-- Task item --
In the listing below, find every line with the string "Clone" and pull it out.
+++
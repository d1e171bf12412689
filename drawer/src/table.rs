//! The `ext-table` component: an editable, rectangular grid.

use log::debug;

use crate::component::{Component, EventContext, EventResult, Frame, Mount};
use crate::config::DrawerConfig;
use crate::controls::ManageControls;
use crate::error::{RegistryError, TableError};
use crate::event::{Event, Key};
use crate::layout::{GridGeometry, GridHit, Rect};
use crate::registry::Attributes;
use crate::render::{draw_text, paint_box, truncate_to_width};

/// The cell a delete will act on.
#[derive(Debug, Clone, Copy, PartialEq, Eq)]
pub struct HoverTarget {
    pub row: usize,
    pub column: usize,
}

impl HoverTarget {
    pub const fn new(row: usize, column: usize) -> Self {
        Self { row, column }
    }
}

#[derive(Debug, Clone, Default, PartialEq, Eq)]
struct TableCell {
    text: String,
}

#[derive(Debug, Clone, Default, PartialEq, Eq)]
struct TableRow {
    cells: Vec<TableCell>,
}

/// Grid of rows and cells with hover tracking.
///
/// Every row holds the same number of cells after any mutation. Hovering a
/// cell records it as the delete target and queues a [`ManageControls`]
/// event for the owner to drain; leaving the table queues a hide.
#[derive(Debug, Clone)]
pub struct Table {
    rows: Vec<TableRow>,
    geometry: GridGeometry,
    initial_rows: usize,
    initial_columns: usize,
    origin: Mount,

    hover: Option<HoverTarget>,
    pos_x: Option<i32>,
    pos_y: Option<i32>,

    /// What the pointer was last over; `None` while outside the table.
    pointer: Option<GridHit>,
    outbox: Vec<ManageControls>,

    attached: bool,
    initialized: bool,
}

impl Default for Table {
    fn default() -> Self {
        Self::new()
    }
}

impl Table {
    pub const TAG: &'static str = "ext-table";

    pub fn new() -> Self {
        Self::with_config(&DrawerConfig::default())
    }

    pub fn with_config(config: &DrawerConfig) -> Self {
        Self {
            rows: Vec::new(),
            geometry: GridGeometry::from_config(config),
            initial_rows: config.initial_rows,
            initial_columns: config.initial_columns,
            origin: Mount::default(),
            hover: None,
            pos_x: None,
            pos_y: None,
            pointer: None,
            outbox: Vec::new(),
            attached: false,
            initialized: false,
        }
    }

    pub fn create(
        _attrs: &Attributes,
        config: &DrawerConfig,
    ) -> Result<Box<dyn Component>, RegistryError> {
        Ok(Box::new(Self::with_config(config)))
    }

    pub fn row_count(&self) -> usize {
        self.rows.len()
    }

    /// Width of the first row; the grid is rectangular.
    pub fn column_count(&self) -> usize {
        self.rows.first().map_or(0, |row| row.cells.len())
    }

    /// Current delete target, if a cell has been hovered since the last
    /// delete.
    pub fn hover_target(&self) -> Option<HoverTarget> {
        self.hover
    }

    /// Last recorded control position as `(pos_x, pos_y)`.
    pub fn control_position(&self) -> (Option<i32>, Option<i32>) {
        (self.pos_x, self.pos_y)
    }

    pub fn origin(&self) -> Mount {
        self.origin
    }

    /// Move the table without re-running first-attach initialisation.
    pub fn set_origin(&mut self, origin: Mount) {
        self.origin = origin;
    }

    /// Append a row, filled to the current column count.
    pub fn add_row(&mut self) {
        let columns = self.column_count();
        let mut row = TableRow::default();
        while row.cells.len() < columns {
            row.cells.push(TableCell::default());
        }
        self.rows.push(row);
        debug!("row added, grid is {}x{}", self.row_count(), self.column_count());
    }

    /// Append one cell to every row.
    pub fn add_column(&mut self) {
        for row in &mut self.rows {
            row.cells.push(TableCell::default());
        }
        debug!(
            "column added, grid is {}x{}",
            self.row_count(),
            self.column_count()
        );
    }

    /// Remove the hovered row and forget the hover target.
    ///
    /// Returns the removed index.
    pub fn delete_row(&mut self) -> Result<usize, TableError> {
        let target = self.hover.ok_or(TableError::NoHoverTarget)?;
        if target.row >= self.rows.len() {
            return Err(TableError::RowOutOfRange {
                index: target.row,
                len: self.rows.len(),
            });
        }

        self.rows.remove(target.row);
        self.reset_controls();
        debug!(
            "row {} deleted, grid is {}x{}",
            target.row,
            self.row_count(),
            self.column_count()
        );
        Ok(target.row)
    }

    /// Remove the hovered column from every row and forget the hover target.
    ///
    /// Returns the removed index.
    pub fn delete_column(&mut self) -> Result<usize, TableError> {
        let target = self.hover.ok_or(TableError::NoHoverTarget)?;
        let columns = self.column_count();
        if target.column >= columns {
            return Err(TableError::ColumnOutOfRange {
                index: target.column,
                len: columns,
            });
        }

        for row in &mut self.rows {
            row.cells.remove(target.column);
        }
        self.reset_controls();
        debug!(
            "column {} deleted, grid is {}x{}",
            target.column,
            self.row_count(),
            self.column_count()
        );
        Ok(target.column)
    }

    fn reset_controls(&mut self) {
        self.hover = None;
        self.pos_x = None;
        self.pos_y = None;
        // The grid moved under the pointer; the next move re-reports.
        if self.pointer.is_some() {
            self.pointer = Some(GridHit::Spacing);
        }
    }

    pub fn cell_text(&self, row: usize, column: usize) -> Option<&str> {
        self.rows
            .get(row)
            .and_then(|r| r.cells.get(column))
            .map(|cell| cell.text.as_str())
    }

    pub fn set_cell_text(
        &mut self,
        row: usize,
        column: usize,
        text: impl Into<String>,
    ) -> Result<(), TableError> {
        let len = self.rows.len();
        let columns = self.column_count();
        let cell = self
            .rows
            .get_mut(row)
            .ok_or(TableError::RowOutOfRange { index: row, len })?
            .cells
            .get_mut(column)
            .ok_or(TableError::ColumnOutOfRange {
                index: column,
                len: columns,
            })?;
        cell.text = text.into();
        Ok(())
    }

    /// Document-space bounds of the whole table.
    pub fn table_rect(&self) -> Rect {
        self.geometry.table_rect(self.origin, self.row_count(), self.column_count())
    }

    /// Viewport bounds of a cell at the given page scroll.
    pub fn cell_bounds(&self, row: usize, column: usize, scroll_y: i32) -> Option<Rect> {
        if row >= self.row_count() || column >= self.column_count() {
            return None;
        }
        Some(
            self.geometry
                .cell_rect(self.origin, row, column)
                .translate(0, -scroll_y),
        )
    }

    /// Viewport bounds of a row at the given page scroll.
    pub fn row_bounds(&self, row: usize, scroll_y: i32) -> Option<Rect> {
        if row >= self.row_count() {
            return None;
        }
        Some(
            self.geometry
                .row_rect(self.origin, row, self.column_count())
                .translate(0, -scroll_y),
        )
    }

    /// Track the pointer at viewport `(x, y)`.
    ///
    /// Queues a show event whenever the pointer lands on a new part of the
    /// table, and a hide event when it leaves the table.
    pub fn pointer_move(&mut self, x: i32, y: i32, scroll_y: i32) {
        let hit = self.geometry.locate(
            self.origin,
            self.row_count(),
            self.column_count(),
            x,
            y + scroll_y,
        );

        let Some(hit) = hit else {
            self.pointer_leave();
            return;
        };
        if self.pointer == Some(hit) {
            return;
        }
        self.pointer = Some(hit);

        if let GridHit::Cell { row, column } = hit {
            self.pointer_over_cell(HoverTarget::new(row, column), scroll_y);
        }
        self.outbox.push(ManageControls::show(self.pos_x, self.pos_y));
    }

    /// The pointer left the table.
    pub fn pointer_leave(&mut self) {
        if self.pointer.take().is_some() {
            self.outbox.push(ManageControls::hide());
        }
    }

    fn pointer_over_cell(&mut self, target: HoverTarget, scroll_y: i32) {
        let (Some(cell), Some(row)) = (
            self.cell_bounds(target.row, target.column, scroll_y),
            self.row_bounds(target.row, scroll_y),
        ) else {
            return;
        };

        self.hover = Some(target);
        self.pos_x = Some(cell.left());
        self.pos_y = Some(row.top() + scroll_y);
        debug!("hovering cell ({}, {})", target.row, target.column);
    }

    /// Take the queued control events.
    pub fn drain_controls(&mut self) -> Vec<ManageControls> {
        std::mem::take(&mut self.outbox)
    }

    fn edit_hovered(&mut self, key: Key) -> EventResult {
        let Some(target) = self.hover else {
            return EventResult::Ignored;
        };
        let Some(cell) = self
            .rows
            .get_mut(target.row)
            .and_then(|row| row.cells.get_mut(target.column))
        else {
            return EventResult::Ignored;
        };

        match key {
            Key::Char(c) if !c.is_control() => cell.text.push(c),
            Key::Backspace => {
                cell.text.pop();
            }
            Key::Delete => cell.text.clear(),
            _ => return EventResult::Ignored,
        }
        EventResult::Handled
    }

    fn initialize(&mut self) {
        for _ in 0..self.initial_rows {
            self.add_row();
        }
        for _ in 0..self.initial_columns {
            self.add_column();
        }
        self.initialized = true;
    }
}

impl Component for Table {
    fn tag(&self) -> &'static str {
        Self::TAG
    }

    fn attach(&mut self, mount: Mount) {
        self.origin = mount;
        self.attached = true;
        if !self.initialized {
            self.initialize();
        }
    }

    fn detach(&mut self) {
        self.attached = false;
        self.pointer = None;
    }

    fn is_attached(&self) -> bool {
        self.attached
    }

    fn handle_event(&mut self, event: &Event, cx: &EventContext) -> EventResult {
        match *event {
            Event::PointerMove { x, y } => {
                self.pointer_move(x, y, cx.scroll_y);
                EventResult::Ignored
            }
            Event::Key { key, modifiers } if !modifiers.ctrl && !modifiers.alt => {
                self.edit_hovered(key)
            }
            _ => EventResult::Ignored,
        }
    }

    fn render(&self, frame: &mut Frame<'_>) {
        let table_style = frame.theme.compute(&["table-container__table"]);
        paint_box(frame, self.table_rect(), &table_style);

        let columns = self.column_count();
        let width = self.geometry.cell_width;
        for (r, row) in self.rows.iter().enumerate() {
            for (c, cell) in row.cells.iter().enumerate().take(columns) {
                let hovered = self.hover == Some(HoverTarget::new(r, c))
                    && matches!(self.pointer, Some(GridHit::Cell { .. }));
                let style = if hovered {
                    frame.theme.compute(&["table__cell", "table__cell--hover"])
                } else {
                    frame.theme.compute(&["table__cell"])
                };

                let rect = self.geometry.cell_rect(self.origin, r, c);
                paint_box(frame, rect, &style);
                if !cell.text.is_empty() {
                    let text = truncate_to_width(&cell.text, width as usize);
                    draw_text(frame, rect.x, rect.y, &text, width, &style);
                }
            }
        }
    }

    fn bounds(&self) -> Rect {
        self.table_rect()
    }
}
+++
-- Answer box --
#[derive(Debug, Clone, Copy, PartialEq, Eq)]
#[derive(Debug, Clone, Default, PartialEq, Eq)]
#[derive(Debug, Clone, Default, PartialEq, Eq)]
#[derive(Debug, Clone)]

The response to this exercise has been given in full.